2. Teaching of Stable Ophthalmic Formulations for VEGF Antagonists (US6676941):
US6676941 describes stable aqueous pharmaceutical formulations of anti-VEGF antibodies suitable for ophthalmic use and intravitreal administration. This patent specifically teaches a formulation comprising:

A VEGF antagonist (an antibody in this case, but still a large therapeutic protein targeting VEGF).
A buffer (e.g., histidine buffer, phosphate buffer).
A salt (e.g., NaCl) as a tonicity agent.
A polysorbate (e.g., polysorbate 20 or polysorbate 80) as an organic co-solvent.
A sugar (e.g., trehalose, sucrose) as a stabilizing agent.
Suitable pH ranges (e.g., between 5.5 and 7.0, which overlaps with the claimed pH of 5.8-7.0 in US11084865).

The patent further emphasizes the importance of stability for these protein formulations.

3. Motivation to Combine:
A PHOSITA, aware of the therapeutic potential of the VEGF trap (SEQ ID NO:4) from WO2005000895A2 for treating ocular conditions involving neovascularization (a known use for VEGF antagonists reinforced by WO2006047325A1), would have been strongly motivated to develop a stable pharmaceutical formulation for its intravitreal administration.

US6676941 provides direct guidance and a proven template for formulating a stable VEGF antagonist for ophthalmic and intravitreal use. Given that both the VEGF antibody (in US6676941) and the VEGF trap (in WO2005000895A2) are large therapeutic proteins designed to inhibit VEGF, a PHOSITA would reasonably expect similar formulation challenges and solutions to ensure stability and efficacy. It would be a routine optimization for a PHOSITA to adapt the formulation components (organic co-solvent, buffer, stabilizing agent, tonicity agent) and their concentrations, as taught in US6676941, to the specific VEGF trap of SEQ ID NO:4 from WO2005000895A2.

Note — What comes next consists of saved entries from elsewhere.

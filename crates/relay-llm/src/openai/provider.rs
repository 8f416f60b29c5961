//! OpenAI-compatible adapter implementing [`ProviderAdapter`].

use async_trait::async_trait;
use reqwest::header::{AUTHORIZATION, CONTENT_TYPE, HeaderMap, HeaderValue};
use tracing::{debug, instrument};

use super::stream_handler::process_chunk;
use super::types::{ChatChunk, ChatMessage, ChatRequest, OpenAiConfig, StreamOptions, UsageAccounting};
use crate::provider::{
    ModelRequest, ProviderAdapter, ProviderError, ProviderFamily, ProviderResult, RawStream,
};
use crate::sse::SseParserOptions;
use crate::stream_pipeline::{send_checked, sse_to_chunk_stream};

/// Chat completions adapter for `OpenAI` and `OpenRouter`.
#[derive(Clone, Debug)]
pub struct OpenAiAdapter {
    config: OpenAiConfig,
    client: reqwest::Client,
}

impl OpenAiAdapter {
    /// Create an adapter sharing `client`'s connection pool.
    pub fn new(config: OpenAiConfig, client: reqwest::Client) -> Self {
        Self { config, client }
    }

    fn is_openrouter(&self) -> bool {
        self.config.family == ProviderFamily::OpenRouter
    }

    fn build_headers(&self) -> ProviderResult<HeaderMap> {
        let mut headers = HeaderMap::new();
        let _ = headers.insert(CONTENT_TYPE, HeaderValue::from_static("application/json"));
        let _ = headers.insert(
            AUTHORIZATION,
            HeaderValue::from_str(&format!("Bearer {}", self.config.api_key)).map_err(|e| {
                ProviderError::Auth {
                    message: format!("invalid API key header: {e}"),
                }
            })?,
        );
        if self.is_openrouter() {
            let header = |value: &Option<String>| {
                value.as_deref().and_then(|v| HeaderValue::from_str(v).ok())
            };
            if let Some(value) = header(&self.config.app_url) {
                let _ = headers.insert("HTTP-Referer", value);
            }
            if let Some(value) = header(&self.config.app_title) {
                let _ = headers.insert("X-Title", value);
            }
        }
        Ok(headers)
    }

    /// Build the request body.
    pub fn build_request(&self, request: &ModelRequest) -> ChatRequest {
        let messages = request
            .messages
            .iter()
            .map(|m| ChatMessage {
                role: m.role.as_str(),
                content: m.content.clone(),
            })
            .collect();
        let openrouter = self.is_openrouter();
        let max_tokens = request.options.max_tokens;

        ChatRequest {
            model: request.model.clone(),
            messages,
            stream: true,
            stream_options: StreamOptions {
                include_usage: true,
            },
            max_completion_tokens: if openrouter { None } else { max_tokens },
            max_tokens: if openrouter { max_tokens } else { None },
            temperature: request.options.temperature,
            stop: request.options.stop_sequences.clone(),
            user: self.config.user.clone(),
            usage: openrouter.then_some(UsageAccounting { include: true }),
        }
    }
}

#[async_trait]
impl ProviderAdapter for OpenAiAdapter {
    fn family(&self) -> ProviderFamily {
        self.config.family
    }

    #[instrument(skip_all, fields(provider = %self.config.family, model = %request.model))]
    async fn open(&self, request: &ModelRequest) -> ProviderResult<RawStream> {
        let family = self.config.family;
        let body = self.build_request(request);
        let url = format!("{}/chat/completions", self.config.base_url);

        debug!(
            message_count = body.messages.len(),
            has_user = body.user.is_some(),
            "sending chat completions request"
        );

        let response = send_checked(
            family,
            self.client.post(&url).headers(self.build_headers()?).json(&body),
        )
        .await?;

        Ok(sse_to_chunk_stream::<ChatChunk, _, _>(
            family,
            response,
            &SseParserOptions::default(),
            (),
            process_chunk,
        ))
    }
}

// ─────────────────────────────────────────────────────────────────────────────
// Tests
// ─────────────────────────────────────────────────────────────────────────────

#[cfg(test)]
mod tests {
    use futures::StreamExt;
    use relay_core::events::CanonicalEvent;
    use relay_core::messages::Message;
    use wiremock::matchers::{body_partial_json, header, method, path};
    use wiremock::{Mock, MockServer, ResponseTemplate};

    use super::*;
    use crate::provider::{RequestOptions, StreamChunk};
    use crate::usage::ProviderUsage;

    fn request() -> ModelRequest {
        ModelRequest {
            model: "gpt-4o".into(),
            messages: vec![Message::system("sys"), Message::user("hi")],
            options: RequestOptions {
                max_tokens: Some(64),
                ..RequestOptions::default()
            },
        }
    }

    #[test]
    fn openai_body_uses_max_completion_tokens() {
        let adapter = OpenAiAdapter::new(
            OpenAiConfig::openai("k".into(), "http://x".into(), Some("attr".into())),
            reqwest::Client::new(),
        );
        let json = serde_json::to_value(adapter.build_request(&request())).unwrap();
        assert_eq!(json["max_completion_tokens"], 64);
        assert!(json.get("max_tokens").is_none());
        assert!(json.get("usage").is_none());
        assert_eq!(json["user"], "attr");
        assert_eq!(json["stream_options"]["include_usage"], true);
        assert_eq!(json["messages"][0]["role"], "system");
    }

    #[test]
    fn openrouter_body_and_headers() {
        let mut config = OpenAiConfig::openrouter("k".into(), "http://x".into(), None);
        config.app_title = Some("relay".into());
        config.app_url = Some("https://example.com".into());
        let adapter = OpenAiAdapter::new(config, reqwest::Client::new());

        let json = serde_json::to_value(adapter.build_request(&request())).unwrap();
        assert_eq!(json["max_tokens"], 64);
        assert_eq!(json["usage"]["include"], true);

        let headers = adapter.build_headers().unwrap();
        assert_eq!(headers["X-Title"], "relay");
        assert_eq!(headers["HTTP-Referer"], "https://example.com");
        assert_eq!(headers[AUTHORIZATION], "Bearer k");
    }

    #[tokio::test]
    async fn streams_text_and_cost() {
        let server = MockServer::start().await;
        let body = concat!(
            "data: {\"choices\":[{\"delta\":{\"role\":\"assistant\",\"content\":\"\"}}]}\n\n",
            "data: {\"choices\":[{\"delta\":{\"content\":\"Hi\"}}]}\n\n",
            "data: {\"choices\":[{\"delta\":{},\"finish_reason\":\"stop\"}]}\n\n",
            ": OPENROUTER PROCESSING\n\n",
            "data: {\"choices\":[],\"usage\":{\"prompt_tokens\":20,\"completion_tokens\":1,\"prompt_tokens_details\":{\"cached_tokens\":4},\"cost\":0.001}}\n\n",
            "data: [DONE]\n\n",
        );
        Mock::given(method("POST"))
            .and(path("/chat/completions"))
            .and(header("authorization", "Bearer k"))
            .and(body_partial_json(serde_json::json!({"usage": {"include": true}})))
            .respond_with(
                ResponseTemplate::new(200)
                    .insert_header("content-type", "text/event-stream")
                    .set_body_string(body),
            )
            .expect(1)
            .mount(&server)
            .await;

        let adapter = OpenAiAdapter::new(
            OpenAiConfig::openrouter("k".into(), server.uri(), None),
            reqwest::Client::new(),
        );
        let chunks: Vec<_> = adapter
            .open(&request())
            .await
            .unwrap()
            .map(Result::unwrap)
            .collect()
            .await;
        assert_eq!(
            chunks,
            vec![
                StreamChunk::Event(CanonicalEvent::text("Hi")),
                StreamChunk::Usage(ProviderUsage::OpenAi {
                    prompt_tokens: 20,
                    completion_tokens: 1,
                    cached_tokens: 4,
                    cost: Some(0.001),
                }),
            ]
        );
    }

    #[tokio::test]
    async fn server_error_is_retryable() {
        let server = MockServer::start().await;
        Mock::given(method("POST"))
            .respond_with(
                ResponseTemplate::new(500).set_body_string(r#"{"error":{"message":"boom","type":"server_error"}}"#),
            )
            .mount(&server)
            .await;
        let adapter = OpenAiAdapter::new(
            OpenAiConfig::openai("k".into(), server.uri(), None),
            reqwest::Client::new(),
        );
        let err = adapter.open(&request()).await.err().unwrap();
        assert!(err.is_retryable());
        assert_eq!(err.status(), Some(500));
    }
}
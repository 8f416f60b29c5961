//! # relay-core
//!
//! Shared vocabulary for the relay LLM dispatch engine.
//!
//! Every other relay crate depends on these types:
//!
//! - **Branded IDs**: `SessionId`, `RequestId`, `UserId`, `MessageId`, `AttributionId`
//! - **Messages**: [`messages::Message`] with `System` / `User` / `Assistant` roles
//! - **Canonical events**: [`events::CanonicalEvent`], the provider-independent stream vocabulary
//! - **Usage**: [`usage::UsageSummary`] with cache-aware token accounting
//! - **Retry math**: exponential backoff and `Retry-After` parsing
//! - **Logging**: `tracing` subscriber setup and log capture for tests

#![deny(unsafe_code)]

pub mod events;
pub mod ids;
pub mod logging;
pub mod messages;
pub mod retry;
pub mod text;
pub mod usage;

pub use events::CanonicalEvent;
pub use ids::{ASYNC_BRANCH_MARKER, AttributionId, MessageId, RequestId, SessionId, UserId};
pub use messages::{Message, Role};
pub use usage::UsageSummary;
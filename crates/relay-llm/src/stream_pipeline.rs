//! Stream pipeline helpers shared by the HTTP adapters.
//!
//! All three adapters follow the same pattern: send the request, map a
//! non-2xx status to a [`ProviderError`], then parse SSE lines → deserialize
//! JSON → run a per-provider state machine → flatten → box. These helpers
//! hold that boilerplate so each adapter only supplies its wire types and
//! handler.

use futures::stream::{self, StreamExt};
use tracing::warn;

use crate::error_parsing::error_from_response;
use crate::provider::{ProviderError, ProviderFamily, ProviderResult, RawStream, StreamChunk};
use crate::sse::{SseParserOptions, parse_sse_lines};

/// Send a streaming request and fail fast on a non-2xx status.
pub async fn send_checked(
    provider: ProviderFamily,
    request: reqwest::RequestBuilder,
) -> ProviderResult<reqwest::Response> {
    let response = request.send().await.map_err(ProviderError::Http)?;
    if response.status().is_success() {
        Ok(response)
    } else {
        Err(error_from_response(provider, response).await)
    }
}

/// Convert an HTTP response's SSE body into a [`RawStream`].
///
/// Lines that fail to deserialize as `E` are logged and skipped. A body read
/// error is forwarded as the final item.
pub fn sse_to_chunk_stream<E, S, H>(
    provider: ProviderFamily,
    response: reqwest::Response,
    options: &SseParserOptions,
    initial_state: S,
    mut handler: H,
) -> RawStream
where
    E: serde::de::DeserializeOwned + Send + 'static,
    S: Send + 'static,
    H: FnMut(&E, &mut S) -> Vec<StreamChunk> + Send + 'static,
{
    let lines = parse_sse_lines(response.bytes_stream(), options);

    let chunks = lines
        .scan(initial_state, move |state, line| {
            let items: Vec<ProviderResult<StreamChunk>> = match line {
                Ok(line) => match serde_json::from_str::<E>(&line) {
                    Ok(event) => handler(&event, state).into_iter().map(Ok).collect(),
                    Err(e) => {
                        warn!(
                            provider = %provider,
                            error = %e,
                            data_preview = relay_core::text::truncate_str(&line, 100),
                            "failed to parse SSE event"
                        );
                        Vec::new()
                    }
                },
                Err(e) => vec![Err(e)],
            };
            std::future::ready(Some(items))
        })
        .flat_map(stream::iter);

    Box::pin(chunks)
}

// ─────────────────────────────────────────────────────────────────────────────
// Tests
// ─────────────────────────────────────────────────────────────────────────────
//! Anthropic SSE stream handler.
//!
//! Converts raw Anthropic SSE events into [`StreamChunk`]s. Prompt usage
//! arrives in `message_start` and output usage in `message_delta`; the
//! handler merges both into one snapshot and reports it on each update so
//! the normalizer's last-report-wins rule sees the complete picture.

use relay_core::events::CanonicalEvent;
use tracing::debug;

use super::types::{AnthropicSseEvent, SseDelta, SseUsage};
use crate::provider::StreamChunk;
use crate::usage::ProviderUsage;

/// Usage accumulated across SSE events.
#[derive(Clone, Debug, Default)]
pub struct StreamState {
    /// Non-cached input tokens from `message_start`.
    pub input_tokens: u64,
    /// Output tokens, updated by `message_delta`.
    pub output_tokens: u64,
    /// Cache read tokens.
    pub cache_read_tokens: u64,
    /// Cache creation tokens.
    pub cache_creation_tokens: u64,
}

impl StreamState {
    fn merge(&mut self, usage: &SseUsage) {
        if let Some(v) = usage.input_tokens {
            self.input_tokens = v;
        }
        if let Some(v) = usage.output_tokens {
            self.output_tokens = v;
        }
        if let Some(v) = usage.cache_read_input_tokens {
            self.cache_read_tokens = v;
        }
        if let Some(v) = usage.cache_creation_input_tokens {
            self.cache_creation_tokens = v;
        }
    }

    fn snapshot(&self) -> StreamChunk {
        StreamChunk::Usage(ProviderUsage::Anthropic {
            input_tokens: self.input_tokens,
            output_tokens: self.output_tokens,
            cache_read_tokens: self.cache_read_tokens,
            cache_creation_tokens: self.cache_creation_tokens,
        })
    }
}

/// Process a single Anthropic SSE event.
pub fn process_sse_event(event: &AnthropicSseEvent, state: &mut StreamState) -> Vec<StreamChunk> {
    match event {
        AnthropicSseEvent::MessageStart { message } => {
            state.merge(&message.usage);
            debug!(
                input_tokens = state.input_tokens,
                cache_read = state.cache_read_tokens,
                cache_write = state.cache_creation_tokens,
                "anthropic message_start"
            );
            vec![state.snapshot()]
        }
        AnthropicSseEvent::ContentBlockDelta { delta, .. } => match delta {
            SseDelta::TextDelta { text } => vec![StreamChunk::Event(CanonicalEvent::text(text))],
            SseDelta::ThinkingDelta { thinking } => {
                vec![StreamChunk::Event(CanonicalEvent::reasoning(thinking))]
            }
            SseDelta::Other => vec![],
        },
        AnthropicSseEvent::MessageDelta { usage } => match usage {
            Some(usage) => {
                state.merge(usage);
                vec![state.snapshot()]
            }
            None => vec![],
        },
        AnthropicSseEvent::Error { error } => {
            let cause = if error.error_type.is_empty() {
                error.message.clone()
            } else {
                format!("{}: {}", error.error_type, error.message)
            };
            vec![StreamChunk::Event(CanonicalEvent::error_frame(cause))]
        }
        AnthropicSseEvent::Other => vec![],
    }
}

// ─────────────────────────────────────────────────────────────────────────────
// Tests
// ─────────────────────────────────────────────────────────────────────────────

#[cfg(test)]
mod tests {
    use super::*;

    fn run(lines: &[&str]) -> Vec<StreamChunk> {
        let mut state = StreamState::default();
        lines
            .iter()
            .flat_map(|line| {
                let event: AnthropicSseEvent = serde_json::from_str(line).unwrap();
                process_sse_event(&event, &mut state)
            })
            .collect()
    }

    #[test]
    fn text_and_thinking_deltas() {
        let chunks = run(&[
            r#"{"type":"content_block_delta","index":0,"delta":{"type":"thinking_delta","thinking":"plan"}}"#,
            r#"{"type":"content_block_delta","index":0,"delta":{"type":"signature_delta","signature":"sig"}}"#,
            r#"{"type":"content_block_delta","index":1,"delta":{"type":"text_delta","text":"Hello"}}"#,
        ]);
        assert_eq!(
            chunks,
            vec![
                StreamChunk::Event(CanonicalEvent::reasoning("plan")),
                StreamChunk::Event(CanonicalEvent::text("Hello")),
            ]
        );
    }

    #[test]
    fn usage_merges_start_and_delta() {
        let chunks = run(&[
            r#"{"type":"message_start","message":{"usage":{"input_tokens":604,"output_tokens":1,"cache_read_input_tokens":8266,"cache_creation_input_tokens":0}}}"#,
            r#"{"type":"message_delta","delta":{"stop_reason":"end_turn"},"usage":{"output_tokens":100}}"#,
        ]);
        assert_eq!(
            chunks.last(),
            Some(&StreamChunk::Usage(ProviderUsage::Anthropic {
                input_tokens: 604,
                output_tokens: 100,
                cache_read_tokens: 8266,
                cache_creation_tokens: 0,
            }))
        );
    }

    #[test]
    fn error_event_becomes_error_frame() {
        let chunks = run(&[
            r#"{"type":"error","error":{"type":"overloaded_error","message":"Overloaded"}}"#,
        ]);
        assert_eq!(
            chunks,
            vec![StreamChunk::Event(CanonicalEvent::error_frame(
                "overloaded_error: Overloaded"
            ))]
        );
    }

    #[test]
    fn ping_and_stop_events_are_silent() {
        let chunks = run(&[
            r#"{"type":"ping"}"#,
            r#"{"type":"content_block_stop","index":0}"#,
            r#"{"type":"message_stop"}"#,
        ]);
        assert!(chunks.is_empty());
    }
}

The selection of a vial or pre-filled syringe for packaging an injectable ophthalmic formulation is a conventional choice for such products and would be within the general knowledge of a PHOSITA. The achievement of specific stability criteria, such as "at least 98% of the VEGF antagonist is present in native conformation following storage at 5° C. for two months," is a standard and expected goal in protein therapeutic formulation development, and would be achieved through routine experimentation and optimization based on the teachings of US6676941 and other protein formulation art (e.g., US20030138417A1).

Therefore, a PHOSITA would have found it obvious to combine the known VEGF antagonist (SEQ ID NO:4) from WO2005000895A2 with the established ophthalmic formulation principles for VEGF antagonists taught by US6676941, and to package it in a conventional manner, with the expectation of achieving a stable formulation through routine optimization.